What to do - Below are several entries. Transcribe exactly those lines that fall from the one with "known to be" through the one with "position in this", end lines included.

Material for this task -

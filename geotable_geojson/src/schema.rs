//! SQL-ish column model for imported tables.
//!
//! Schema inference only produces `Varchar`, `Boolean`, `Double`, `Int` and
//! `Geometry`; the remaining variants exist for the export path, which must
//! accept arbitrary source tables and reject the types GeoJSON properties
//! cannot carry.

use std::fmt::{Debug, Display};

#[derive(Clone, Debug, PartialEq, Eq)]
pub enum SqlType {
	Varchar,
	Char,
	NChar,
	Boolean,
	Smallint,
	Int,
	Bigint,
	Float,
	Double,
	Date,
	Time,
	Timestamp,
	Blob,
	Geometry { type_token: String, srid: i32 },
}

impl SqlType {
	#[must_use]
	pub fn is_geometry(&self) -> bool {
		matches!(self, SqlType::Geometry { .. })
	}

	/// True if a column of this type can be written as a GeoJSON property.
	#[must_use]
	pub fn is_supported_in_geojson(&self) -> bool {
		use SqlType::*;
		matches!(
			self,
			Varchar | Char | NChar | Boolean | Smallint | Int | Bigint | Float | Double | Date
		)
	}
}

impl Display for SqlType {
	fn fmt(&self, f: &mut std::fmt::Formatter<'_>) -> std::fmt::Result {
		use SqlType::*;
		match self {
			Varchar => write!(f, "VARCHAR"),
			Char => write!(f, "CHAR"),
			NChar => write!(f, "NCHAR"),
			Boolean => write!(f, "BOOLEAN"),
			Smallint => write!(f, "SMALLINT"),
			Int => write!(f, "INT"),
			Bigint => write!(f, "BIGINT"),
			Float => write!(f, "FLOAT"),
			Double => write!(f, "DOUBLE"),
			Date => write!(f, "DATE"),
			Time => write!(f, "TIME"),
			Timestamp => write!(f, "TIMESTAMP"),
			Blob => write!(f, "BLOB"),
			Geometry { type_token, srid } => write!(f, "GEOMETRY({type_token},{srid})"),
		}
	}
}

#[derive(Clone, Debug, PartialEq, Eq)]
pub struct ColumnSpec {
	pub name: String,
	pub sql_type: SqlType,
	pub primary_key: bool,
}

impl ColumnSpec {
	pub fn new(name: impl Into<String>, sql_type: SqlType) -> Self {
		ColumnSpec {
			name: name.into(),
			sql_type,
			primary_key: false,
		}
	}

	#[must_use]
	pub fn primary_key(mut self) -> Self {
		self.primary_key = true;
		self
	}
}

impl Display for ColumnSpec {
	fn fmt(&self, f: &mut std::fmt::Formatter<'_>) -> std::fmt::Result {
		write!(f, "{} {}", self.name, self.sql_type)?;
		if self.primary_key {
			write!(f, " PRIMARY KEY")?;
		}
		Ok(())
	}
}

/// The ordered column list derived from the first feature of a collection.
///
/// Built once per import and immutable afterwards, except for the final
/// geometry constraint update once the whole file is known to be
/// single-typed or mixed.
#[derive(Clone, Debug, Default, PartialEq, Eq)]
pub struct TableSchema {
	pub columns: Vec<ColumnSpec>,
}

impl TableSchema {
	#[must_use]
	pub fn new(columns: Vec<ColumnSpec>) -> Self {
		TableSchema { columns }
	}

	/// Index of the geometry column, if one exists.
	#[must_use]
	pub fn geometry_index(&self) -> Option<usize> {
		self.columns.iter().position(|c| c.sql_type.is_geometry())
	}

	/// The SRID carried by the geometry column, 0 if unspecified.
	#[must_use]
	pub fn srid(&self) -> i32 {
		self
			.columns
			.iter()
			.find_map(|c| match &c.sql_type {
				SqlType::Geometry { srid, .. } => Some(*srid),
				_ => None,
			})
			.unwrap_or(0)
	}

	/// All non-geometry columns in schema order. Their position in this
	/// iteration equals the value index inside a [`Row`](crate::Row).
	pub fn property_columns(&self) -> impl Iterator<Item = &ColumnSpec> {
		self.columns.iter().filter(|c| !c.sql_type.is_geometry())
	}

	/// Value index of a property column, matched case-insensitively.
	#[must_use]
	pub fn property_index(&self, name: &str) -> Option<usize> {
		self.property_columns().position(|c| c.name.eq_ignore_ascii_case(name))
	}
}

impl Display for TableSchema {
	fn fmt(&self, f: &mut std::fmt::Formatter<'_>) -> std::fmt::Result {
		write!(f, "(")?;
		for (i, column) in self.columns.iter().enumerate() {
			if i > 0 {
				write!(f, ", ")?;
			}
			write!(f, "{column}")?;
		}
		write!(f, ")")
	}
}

Output -
/// geometry constraint update once the whole file is known to be
/// single-typed or mixed.
#[derive(Clone, Debug, Default, PartialEq, Eq)]
pub struct TableSchema {
	pub columns: Vec<ColumnSpec>,
}

impl TableSchema {
	#[must_use]
	pub fn new(columns: Vec<ColumnSpec>) -> Self {
		TableSchema { columns }
	}

	/// Index of the geometry column, if one exists.
	#[must_use]
	pub fn geometry_index(&self) -> Option<usize> {
		self.columns.iter().position(|c| c.sql_type.is_geometry())
	}

	/// The SRID carried by the geometry column, 0 if unspecified.
	#[must_use]
	pub fn srid(&self) -> i32 {
		self
			.columns
			.iter()
			.find_map(|c| match &c.sql_type {
				SqlType::Geometry { srid, .. } => Some(*srid),
				_ => None,
			})
			.unwrap_or(0)
	}

	/// All non-geometry columns in schema order. Their position in this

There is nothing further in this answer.